My initial response is always to reach out to the bill’s author to discover the genesis of why that person determined the confidential provision or public notice publication elimination is a good idea.

Often HSPA can convince the legislator of the benefit in giving an agency the discretion to make a record public – to defend its actions, for example – rather than have secrecy mandated by the General Assembly.

A 2014 American Opinion Research survey on Hoosiers’ attitudes toward the publication of public notices has been helpful in amending or killing several bills.

Sometimes the solution to a problematic bill is a matter of narrowing language down to cover only information that needs to be kept confidential.

For example, HSPA is working with Purdue University to limit access to the locations where industrial hemp will be grown during a research project. The initial bill’s confidentiality provision was much broader.

Other times, HSPA can convince a legislator of the impracticality of making a class of records confidential.

One common theme that I’ve seen emerge as the basis for the multiple attacks on government transparency is the desire by bureaucrats to make their jobs easier at the expense of the public’s right to information.

It’s much easier to post a notice on a government website than to contact the local newspaper, determine when a public notice must be submitted so it will published the correct number of days before a hearing, pay for the notice, collect the proof of publication, and file it away in case there’s a challenge to the action in the next two years.

The bureaucrat convinces himself that anyone who cares will find that notice on a government website.

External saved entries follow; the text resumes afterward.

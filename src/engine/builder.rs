//! Engine builder and the counting engine itself
//!
//! This module provides the main [`Engine`] type that ties the dictionary
//! encoder and the per-day cubes into one counting service, and the
//! [`EngineBuilder`] used to configure it.

use std::sync::atomic::{AtomicU64, Ordering};
use std::sync::Arc;
use std::time::{Duration, Instant};

use chrono::{DateTime, Utc};
use dashmap::DashMap;
use tracing::{debug, info};

use crate::config::Config;
use crate::counter::{Cube, Upsert};
use crate::dictionary::DictionaryEncoder;
use crate::error::{Error, Result};
use crate::hash::PartitionPolicy;
use crate::metrics::{self, IncrementOutcome};
use crate::query::{
    merge_counts, Counts, Filter, GroupBy, GroupingPolicy, IdQuery, Query, QueryResult,
};
use crate::types::{EncodedEvent, TimeSlot};

/// Builder for configuring a counting engine
#[derive(Debug, Clone, Default)]
pub struct EngineBuilder {
    config: Config,
}

impl EngineBuilder {
    /// Create a builder with default configuration
    pub fn new() -> Self {
        Self::default()
    }

    /// Replace the whole configuration
    pub fn with_config(mut self, config: Config) -> Self {
        self.config = config;
        self
    }

    /// Set how content hashes map to partitions
    pub fn with_partition_policy(mut self, policy: PartitionPolicy) -> Self {
        self.config.engine.partition_policy = policy;
        self
    }

    /// Set how query results are bucketed
    pub fn with_grouping_policy(mut self, policy: GroupingPolicy) -> Self {
        self.config.engine.grouping_policy = policy;
        self
    }

    /// Pre-size the dictionary tables
    pub fn with_capacity(mut self, dimensions: usize, values_per_dimension: usize) -> Self {
        self.config.engine.dimension_capacity = dimensions;
        self.config.engine.value_capacity = values_per_dimension;
        self
    }

    /// Enable or disable parallel partition scans
    pub fn with_parallel_queries(mut self, parallel: bool) -> Self {
        self.config.query.parallel = parallel;
        self
    }

    /// Enable or disable Prometheus recording
    pub fn with_metrics(mut self, enabled: bool) -> Self {
        self.config.monitoring.metrics_enabled = enabled;
        self
    }

    /// Validate the configuration and build the engine
    pub fn build(self) -> Result<Engine> {
        self.config.validate()?;
        Ok(Engine::from_config(self.config))
    }
}

// ============================================================================
// Engine Statistics
// ============================================================================

/// Statistics for engine operations
#[derive(Debug, Default)]
pub struct EngineStats {
    /// Increments applied
    pub increments: AtomicU64,

    /// Increments rejected (bad minute or invalid labels)
    pub rejected: AtomicU64,

    /// Counter nodes created
    pub nodes_inserted: AtomicU64,

    /// Day cubes created
    pub cubes_created: AtomicU64,

    /// Queries answered
    pub queries: AtomicU64,
}

impl EngineStats {
    /// Get a snapshot of current statistics
    pub fn snapshot(&self) -> EngineStatsSnapshot {
        EngineStatsSnapshot {
            increments: self.increments.load(Ordering::Relaxed),
            rejected: self.rejected.load(Ordering::Relaxed),
            nodes_inserted: self.nodes_inserted.load(Ordering::Relaxed),
            cubes_created: self.cubes_created.load(Ordering::Relaxed),
            queries: self.queries.load(Ordering::Relaxed),
        }
    }
}

/// Snapshot of engine statistics
#[derive(Debug, Clone, PartialEq, Eq)]
pub struct EngineStatsSnapshot {
    /// Increments applied
    pub increments: u64,
    /// Increments rejected
    pub rejected: u64,
    /// Counter nodes created
    pub nodes_inserted: u64,
    /// Day cubes created
    pub cubes_created: u64,
    /// Queries answered
    pub queries: u64,
}

// ============================================================================
// Engine
// ============================================================================

/// In-memory per-minute event counter
///
/// Events are labelled with string dimensions, encoded to dense ids under
/// the dictionary's mutex, and counted lock-free in the cube of their UTC
/// day. Cubes are created on first use and kept for the engine's lifetime.
///
/// # Example
///
/// ```rust
/// use chrono::{TimeZone, Utc};
/// use kuba_counter::{Engine, Query};
///
/// let engine = Engine::new();
/// let ts = Utc.with_ymd_and_hms(2024, 6, 1, 12, 30, 0).unwrap();
///
/// engine.increment(ts, [("country", "US")], 1).unwrap();
/// engine.increment(ts, [("country", "US")], 1).unwrap();
/// engine.increment(ts, [("country", "FR")], 1).unwrap();
///
/// let result = engine.query(&Query::new().group_by("country"));
/// assert_eq!(result.sorted_counts(), vec![2, 1]);
/// ```
#[derive(Debug)]
pub struct Engine {
    config: Config,
    dictionary: DictionaryEncoder,
    cubes: DashMap<i64, Arc<Cube>>,
    stats: EngineStats,
}

impl Engine {
    /// Create an engine with default configuration
    pub fn new() -> Self {
        Self::from_config(Config::default())
    }

    /// Start configuring an engine
    pub fn builder() -> EngineBuilder {
        EngineBuilder::new()
    }

    fn from_config(config: Config) -> Self {
        let dictionary = DictionaryEncoder::with_capacity(
            config.engine.dimension_capacity,
            config.engine.value_capacity,
        )
        .with_limits(
            config.engine.max_dimension_name_length,
            config.engine.max_dimension_value_length,
        );

        Self {
            config,
            dictionary,
            cubes: DashMap::new(),
            stats: EngineStats::default(),
        }
    }

    /// Engine configuration
    pub fn config(&self) -> &Config {
        &self.config
    }

    /// Dictionary shared by every cube
    pub fn dictionary(&self) -> &DictionaryEncoder {
        &self.dictionary
    }

    /// Snapshot of operation counters
    pub fn stats(&self) -> EngineStatsSnapshot {
        self.stats.snapshot()
    }

    /// Grouping policy applied by queries
    pub fn grouping_policy(&self) -> GroupingPolicy {
        self.config.engine.grouping_policy
    }

    // =========================================================================
    // Ingestion
    // =========================================================================

    /// Count `delta` occurrences of an event at `timestamp`
    ///
    /// Returns the event's total for that minute after the update.
    pub fn increment<I, K, V>(
        &self,
        timestamp: DateTime<Utc>,
        labels: I,
        delta: u64,
    ) -> Result<u64>
    where
        I: IntoIterator<Item = (K, V)>,
        K: AsRef<str>,
        V: AsRef<str>,
    {
        let event = self.dictionary.encode(labels);
        self.apply(TimeSlot::from_datetime(timestamp), event, delta)
    }

    /// Like [`Engine::increment`], with a Unix timestamp in seconds
    pub fn increment_at<I, K, V>(&self, epoch_seconds: i64, labels: I, delta: u64) -> Result<u64>
    where
        I: IntoIterator<Item = (K, V)>,
        K: AsRef<str>,
        V: AsRef<str>,
    {
        let event = self.dictionary.encode(labels);
        self.apply(TimeSlot::from_epoch_seconds(epoch_seconds), event, delta)
    }

    /// Like [`Engine::increment`], rejecting over-long names or values
    ///
    /// Nothing is interned or counted when a label is rejected.
    pub fn try_increment<I, K, V>(
        &self,
        timestamp: DateTime<Utc>,
        labels: I,
        delta: u64,
    ) -> Result<u64>
    where
        I: IntoIterator<Item = (K, V)>,
        K: AsRef<str>,
        V: AsRef<str>,
    {
        let event = self.dictionary.try_encode(labels).map_err(|e| {
            self.record_rejected();
            Error::from(e)
        })?;
        self.apply(TimeSlot::from_datetime(timestamp), event, delta)
    }

    /// Count an already encoded event
    pub fn increment_encoded(
        &self,
        timestamp: DateTime<Utc>,
        event: EncodedEvent,
        delta: u64,
    ) -> Result<u64> {
        self.apply(TimeSlot::from_datetime(timestamp), event, delta)
    }

    fn apply(&self, slot: TimeSlot, event: EncodedEvent, delta: u64) -> Result<u64> {
        let cube = self.cube_for_day(slot.day_start);

        match cube.upsert(slot.minute_of_day as i64, event, delta) {
            Ok(outcome) => {
                self.stats.increments.fetch_add(1, Ordering::Relaxed);
                let label = match outcome {
                    Upsert::Inserted(_) => {
                        self.stats.nodes_inserted.fetch_add(1, Ordering::Relaxed);
                        IncrementOutcome::Inserted
                    },
                    Upsert::Incremented(_) => IncrementOutcome::Incremented,
                };
                if self.config.monitoring.metrics_enabled {
                    metrics::record_increment(label);
                }
                Ok(outcome.count())
            },
            Err(e) => {
                self.record_rejected();
                Err(e)
            },
        }
    }

    fn record_rejected(&self) {
        self.stats.rejected.fetch_add(1, Ordering::Relaxed);
        if self.config.monitoring.metrics_enabled {
            metrics::record_increment(IncrementOutcome::Rejected);
        }
    }

    fn record_query(&self, elapsed: Duration) {
        self.stats.queries.fetch_add(1, Ordering::Relaxed);
        if self.config.monitoring.metrics_enabled {
            metrics::record_query(elapsed.as_secs_f64());
        }
    }

    /// Cube for a day, created on first use
    fn cube_for_day(&self, day_start: i64) -> Arc<Cube> {
        if let Some(cube) = self.cubes.get(&day_start) {
            return Arc::clone(cube.value());
        }

        let entry = self.cubes.entry(day_start).or_insert_with(|| {
            info!(
                day_start,
                partition_policy = self.config.engine.partition_policy.as_str(),
                "Creating cube for new day"
            );
            self.stats.cubes_created.fetch_add(1, Ordering::Relaxed);
            if self.config.monitoring.metrics_enabled {
                metrics::record_cube_created();
            }
            Arc::new(
                Cube::new(day_start, self.config.engine.partition_policy)
                    .with_parallel(self.config.query.parallel),
            )
        });
        Arc::clone(entry.value())
    }

    // =========================================================================
    // Reads
    // =========================================================================

    /// Cube for the day starting at `day_start`, if one exists
    pub fn cube(&self, day_start: i64) -> Option<Arc<Cube>> {
        self.cubes.get(&day_start).map(|cube| Arc::clone(cube.value()))
    }

    /// Start timestamps of every day holding data, ascending
    pub fn cube_days(&self) -> Vec<i64> {
        let mut days: Vec<i64> = self.cubes.iter().map(|entry| *entry.key()).collect();
        days.sort_unstable();
        days
    }

    /// Current count of one event at the minute containing `timestamp`
    ///
    /// Events with never-seen labels count 0 and are not interned.
    pub fn count<I, K, V>(&self, timestamp: DateTime<Utc>, labels: I) -> Result<u64>
    where
        I: IntoIterator<Item = (K, V)>,
        K: AsRef<str>,
        V: AsRef<str>,
    {
        let Some(event) = self.dictionary.lookup(labels) else {
            return Ok(0);
        };
        let slot = TimeSlot::from_datetime(timestamp);
        match self.cube(slot.day_start) {
            Some(cube) => cube.count(slot.minute_of_day as i64, &event),
            None => Ok(0),
        }
    }

    /// Group key a query would report for an event with these labels
    ///
    /// Returns `None` when a label is unknown or the event carries none of
    /// the query's group-by dimensions.
    pub fn group_key<I, K, V>(&self, query: &Query, labels: I) -> Option<u64>
    where
        I: IntoIterator<Item = (K, V)>,
        K: AsRef<str>,
        V: AsRef<str>,
    {
        let event = self.dictionary.lookup(labels)?;
        let group_by = self.resolve_group_by(query);
        self.grouping_policy().group_key(&event, &group_by)
    }

    fn resolve_group_by(&self, query: &Query) -> GroupBy {
        query
            .group_by_names()
            .filter_map(|name| self.dictionary.dimension_id(name))
            .collect()
    }

    /// Resolve a named filter, or `None` if it can match nothing
    fn resolve_filter(&self, query: &Query) -> Option<Filter> {
        let mut filter = Filter::new();
        for (name, values) in query.filters() {
            let dimension = self.dictionary.dimension_id(name)?;
            let allowed: std::collections::HashSet<_> = values
                .iter()
                .filter_map(|value| self.dictionary.value_id(dimension, value))
                .collect();
            if allowed.is_empty() {
                return None;
            }
            filter.insert(dimension, allowed);
        }
        Some(filter)
    }

    /// Run a query expressed with names
    ///
    /// Unknown group-by names are ignored. A filter naming an unknown
    /// dimension, or listing no known value, matches nothing.
    pub fn query(&self, query: &Query) -> QueryResult {
        let Some(filter) = self.resolve_filter(query) else {
            debug!("Query filter references unknown labels; nothing can match");
            self.record_query(Duration::ZERO);
            return QueryResult::default();
        };

        self.query_ids(&IdQuery {
            group_by: self.resolve_group_by(query),
            filter,
            start: query.start_time(),
            end: query.end_time(),
        })
    }

    /// Run a query expressed with encoded ids
    ///
    /// With a start bound only the start day's cube is scanned; without one
    /// every cube up to the end bound's day is scanned and the results are
    /// merged. A start day after the end day selects nothing. Blocks until
    /// every partition of every selected cube has been merged.
    pub fn query_ids(&self, query: &IdQuery) -> QueryResult {
        let started = Instant::now();
        let policy = self.grouping_policy();

        let start_day = query.start.map(|ts| TimeSlot::from_datetime(ts).day_start);
        let end_day = query.end.map(|ts| TimeSlot::from_datetime(ts).day_start);

        let cubes: Vec<Arc<Cube>> = match (start_day, end_day) {
            (Some(start), Some(end)) if start > end => Vec::new(),
            (Some(start), _) => self.cube(start).into_iter().collect(),
            (None, end) => self
                .cubes
                .iter()
                .filter(|entry| end.map_or(true, |end| *entry.key() <= end))
                .map(|entry| Arc::clone(entry.value()))
                .collect(),
        };

        let mut counts = Counts::new();
        for cube in &cubes {
            let partial = cube.query(
                &query.group_by,
                &query.filter,
                policy,
                query.start,
                query.end,
            );
            merge_counts(&mut counts, partial);
        }

        let elapsed = started.elapsed();
        self.record_query(elapsed);
        debug!(
            cubes = cubes.len(),
            buckets = counts.len(),
            elapsed_us = elapsed.as_micros() as u64,
            "Query completed"
        );

        QueryResult::new(counts)
    }
}

impl Default for Engine {
    fn default() -> Self {
        Self::new()
    }
}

Common sense says that’s not so.

Newspapers give notice to all citizens – whether they are in the know or not.

It’s much easier for the bureaucrat to urge the legislators to make wide swaths of records secret – for example, to protect business interests or the privacy of individuals – rather than limit the confidentiality of records so that the public can still monitor the state agency involved.

That’s why HSPA must read all the bills filed and all the amendments as legislation moves forward to final passage.

HSPA has worked this year on bills with subjects as varied as expungement of court records, school deregulation, limits on abortion, regulation of e-liquids, endangered species, juvenile interrogations, and industrial hemp.

Whether the reasons are self-serving or a failure to appreciate the public’s right to know, government transparency can be chipped away without oversight.

Steve Key is executive director and general counsel for HSPA.